**Your assignment**: Retype, word for word, each line between the lines holding "filename src/main.rs" and "use service::DataService;", inclusive, and leave the rest of the data alone.

*** Data for processing ***

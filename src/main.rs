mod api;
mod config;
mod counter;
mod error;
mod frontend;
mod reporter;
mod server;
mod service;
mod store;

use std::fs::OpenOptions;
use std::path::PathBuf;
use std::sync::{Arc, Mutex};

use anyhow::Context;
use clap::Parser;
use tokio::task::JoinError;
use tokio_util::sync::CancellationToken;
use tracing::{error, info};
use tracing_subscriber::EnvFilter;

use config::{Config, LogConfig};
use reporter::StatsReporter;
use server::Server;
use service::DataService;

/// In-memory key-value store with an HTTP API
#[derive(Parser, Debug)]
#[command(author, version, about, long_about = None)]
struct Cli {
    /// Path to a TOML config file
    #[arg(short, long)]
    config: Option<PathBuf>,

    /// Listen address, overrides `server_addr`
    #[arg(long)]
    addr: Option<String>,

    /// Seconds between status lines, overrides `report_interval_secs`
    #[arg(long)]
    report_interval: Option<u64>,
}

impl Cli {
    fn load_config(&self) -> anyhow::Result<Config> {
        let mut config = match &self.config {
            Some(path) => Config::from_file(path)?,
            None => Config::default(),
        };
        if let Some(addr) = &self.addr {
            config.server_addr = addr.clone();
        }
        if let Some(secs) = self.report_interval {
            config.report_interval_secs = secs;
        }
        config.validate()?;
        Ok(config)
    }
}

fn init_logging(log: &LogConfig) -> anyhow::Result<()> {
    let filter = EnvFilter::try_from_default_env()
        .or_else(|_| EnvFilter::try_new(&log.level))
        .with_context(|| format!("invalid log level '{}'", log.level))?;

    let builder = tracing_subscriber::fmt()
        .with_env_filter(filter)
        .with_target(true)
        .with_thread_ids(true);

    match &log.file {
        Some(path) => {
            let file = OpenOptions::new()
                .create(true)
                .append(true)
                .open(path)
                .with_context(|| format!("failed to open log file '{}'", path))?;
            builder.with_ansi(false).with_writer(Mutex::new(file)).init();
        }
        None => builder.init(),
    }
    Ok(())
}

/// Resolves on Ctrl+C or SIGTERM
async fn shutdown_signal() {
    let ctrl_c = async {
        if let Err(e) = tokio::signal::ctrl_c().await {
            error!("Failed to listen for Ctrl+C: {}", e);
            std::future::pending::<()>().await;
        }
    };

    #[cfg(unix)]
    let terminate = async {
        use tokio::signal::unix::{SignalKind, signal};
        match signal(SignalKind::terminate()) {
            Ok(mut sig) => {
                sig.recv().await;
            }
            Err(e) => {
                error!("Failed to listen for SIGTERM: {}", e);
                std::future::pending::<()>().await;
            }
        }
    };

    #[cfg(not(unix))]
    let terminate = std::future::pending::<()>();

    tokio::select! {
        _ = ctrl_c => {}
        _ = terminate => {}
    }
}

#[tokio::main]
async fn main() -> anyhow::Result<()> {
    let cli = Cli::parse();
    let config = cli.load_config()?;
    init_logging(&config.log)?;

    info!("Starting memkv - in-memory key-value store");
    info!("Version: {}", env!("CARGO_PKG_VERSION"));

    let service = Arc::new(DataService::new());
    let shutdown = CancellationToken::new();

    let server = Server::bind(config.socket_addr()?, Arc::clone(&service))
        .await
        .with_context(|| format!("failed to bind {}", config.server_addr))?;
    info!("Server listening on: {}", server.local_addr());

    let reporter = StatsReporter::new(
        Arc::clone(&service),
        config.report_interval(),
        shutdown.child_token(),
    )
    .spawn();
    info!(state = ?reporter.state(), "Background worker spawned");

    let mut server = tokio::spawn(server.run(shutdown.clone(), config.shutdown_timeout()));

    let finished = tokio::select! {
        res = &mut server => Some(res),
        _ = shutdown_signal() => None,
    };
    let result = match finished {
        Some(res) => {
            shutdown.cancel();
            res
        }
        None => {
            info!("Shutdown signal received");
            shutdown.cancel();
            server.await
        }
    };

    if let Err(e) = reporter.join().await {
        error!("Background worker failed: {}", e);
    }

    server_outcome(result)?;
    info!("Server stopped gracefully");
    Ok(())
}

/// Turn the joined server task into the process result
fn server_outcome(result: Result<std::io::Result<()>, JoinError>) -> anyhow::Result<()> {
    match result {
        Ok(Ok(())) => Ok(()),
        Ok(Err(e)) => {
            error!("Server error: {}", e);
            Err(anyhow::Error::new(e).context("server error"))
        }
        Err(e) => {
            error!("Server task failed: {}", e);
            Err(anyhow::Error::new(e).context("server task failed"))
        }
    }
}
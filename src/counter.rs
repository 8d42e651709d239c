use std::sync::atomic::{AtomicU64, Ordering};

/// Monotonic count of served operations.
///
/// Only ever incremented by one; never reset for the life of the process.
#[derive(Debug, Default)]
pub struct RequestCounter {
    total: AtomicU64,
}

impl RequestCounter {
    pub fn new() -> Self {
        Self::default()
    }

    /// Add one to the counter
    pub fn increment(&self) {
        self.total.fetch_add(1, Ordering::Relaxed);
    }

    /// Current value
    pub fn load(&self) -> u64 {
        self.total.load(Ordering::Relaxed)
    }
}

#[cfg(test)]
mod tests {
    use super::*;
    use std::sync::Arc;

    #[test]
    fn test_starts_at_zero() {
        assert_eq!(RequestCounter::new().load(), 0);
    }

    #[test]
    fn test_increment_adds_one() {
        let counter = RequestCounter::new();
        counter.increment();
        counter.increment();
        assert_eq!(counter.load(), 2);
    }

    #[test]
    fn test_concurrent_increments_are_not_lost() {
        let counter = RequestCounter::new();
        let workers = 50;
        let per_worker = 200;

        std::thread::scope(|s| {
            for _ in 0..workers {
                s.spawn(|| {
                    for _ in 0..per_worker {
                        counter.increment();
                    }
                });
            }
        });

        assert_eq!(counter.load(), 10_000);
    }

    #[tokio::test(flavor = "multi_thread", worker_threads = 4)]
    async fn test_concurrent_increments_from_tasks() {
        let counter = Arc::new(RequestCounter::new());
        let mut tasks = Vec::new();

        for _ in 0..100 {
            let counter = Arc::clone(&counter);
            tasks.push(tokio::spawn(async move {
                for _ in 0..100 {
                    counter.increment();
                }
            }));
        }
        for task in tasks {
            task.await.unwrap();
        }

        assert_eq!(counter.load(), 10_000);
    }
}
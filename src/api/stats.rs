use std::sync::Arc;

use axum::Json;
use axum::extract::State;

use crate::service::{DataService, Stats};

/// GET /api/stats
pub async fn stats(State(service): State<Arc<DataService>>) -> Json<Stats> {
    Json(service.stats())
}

*** End of Data for processing ***
*** Data for processing ***

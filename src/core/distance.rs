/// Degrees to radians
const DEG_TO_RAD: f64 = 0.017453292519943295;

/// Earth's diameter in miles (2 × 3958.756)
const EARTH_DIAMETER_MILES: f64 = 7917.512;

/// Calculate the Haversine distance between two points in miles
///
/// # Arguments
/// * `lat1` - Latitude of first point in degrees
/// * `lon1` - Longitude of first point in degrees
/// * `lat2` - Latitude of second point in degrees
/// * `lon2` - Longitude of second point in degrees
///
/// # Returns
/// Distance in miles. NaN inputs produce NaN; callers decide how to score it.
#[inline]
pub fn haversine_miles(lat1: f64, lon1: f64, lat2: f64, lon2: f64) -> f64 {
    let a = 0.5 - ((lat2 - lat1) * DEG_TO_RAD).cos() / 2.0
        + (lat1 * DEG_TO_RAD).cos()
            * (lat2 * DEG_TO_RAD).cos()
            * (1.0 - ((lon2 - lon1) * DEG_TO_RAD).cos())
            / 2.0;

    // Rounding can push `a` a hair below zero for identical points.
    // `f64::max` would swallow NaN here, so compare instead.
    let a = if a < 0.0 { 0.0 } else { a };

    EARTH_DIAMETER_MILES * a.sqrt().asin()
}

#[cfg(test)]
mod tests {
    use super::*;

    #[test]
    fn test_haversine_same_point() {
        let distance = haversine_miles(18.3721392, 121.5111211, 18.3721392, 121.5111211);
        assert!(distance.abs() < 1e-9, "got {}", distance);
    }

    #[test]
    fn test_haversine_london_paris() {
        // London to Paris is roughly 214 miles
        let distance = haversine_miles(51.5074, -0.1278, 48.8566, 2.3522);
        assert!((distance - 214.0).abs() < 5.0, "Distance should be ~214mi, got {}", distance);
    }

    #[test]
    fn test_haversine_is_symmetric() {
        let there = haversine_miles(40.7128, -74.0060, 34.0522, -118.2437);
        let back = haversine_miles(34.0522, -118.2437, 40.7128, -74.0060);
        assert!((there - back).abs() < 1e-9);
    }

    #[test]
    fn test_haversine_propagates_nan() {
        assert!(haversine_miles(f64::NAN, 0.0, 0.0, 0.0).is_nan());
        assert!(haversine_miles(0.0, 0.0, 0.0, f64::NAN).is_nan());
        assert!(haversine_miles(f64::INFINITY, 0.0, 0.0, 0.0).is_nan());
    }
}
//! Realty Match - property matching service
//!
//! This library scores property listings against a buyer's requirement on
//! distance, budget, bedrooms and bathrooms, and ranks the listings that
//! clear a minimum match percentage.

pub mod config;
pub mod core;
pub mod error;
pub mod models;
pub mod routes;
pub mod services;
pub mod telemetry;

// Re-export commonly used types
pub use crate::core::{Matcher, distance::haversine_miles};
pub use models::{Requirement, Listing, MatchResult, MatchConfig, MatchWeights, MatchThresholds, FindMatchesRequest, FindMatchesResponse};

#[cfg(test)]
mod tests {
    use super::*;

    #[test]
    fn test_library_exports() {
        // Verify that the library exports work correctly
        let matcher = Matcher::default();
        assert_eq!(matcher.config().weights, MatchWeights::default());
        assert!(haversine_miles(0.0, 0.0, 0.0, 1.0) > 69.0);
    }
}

*** End of Data for processing ***
*** Data for processing ***

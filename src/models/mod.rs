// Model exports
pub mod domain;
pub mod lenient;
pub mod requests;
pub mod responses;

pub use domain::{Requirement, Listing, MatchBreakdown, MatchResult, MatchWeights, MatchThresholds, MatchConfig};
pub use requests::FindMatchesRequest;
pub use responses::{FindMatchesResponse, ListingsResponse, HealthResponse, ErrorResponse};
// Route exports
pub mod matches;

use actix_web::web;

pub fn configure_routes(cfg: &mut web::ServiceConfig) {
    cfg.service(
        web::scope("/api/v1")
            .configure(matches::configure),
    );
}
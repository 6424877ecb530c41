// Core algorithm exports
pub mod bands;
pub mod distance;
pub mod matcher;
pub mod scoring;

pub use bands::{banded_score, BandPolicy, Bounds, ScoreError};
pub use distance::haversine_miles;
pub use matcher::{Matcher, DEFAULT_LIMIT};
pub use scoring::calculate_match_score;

*** End of Data for processing ***

**Completed task**:
filename src/main.rs
mod api;
mod config;
mod counter;
mod error;
mod frontend;
mod reporter;
mod server;
mod service;
mod store;

use std::fs::OpenOptions;
use std::path::PathBuf;
use std::sync::{Arc, Mutex};

use anyhow::Context;
use clap::Parser;
use tokio::task::JoinError;
use tokio_util::sync::CancellationToken;
use tracing::{error, info};
use tracing_subscriber::EnvFilter;

use config::{Config, LogConfig};
use reporter::StatsReporter;
use server::Server;
use service::DataService;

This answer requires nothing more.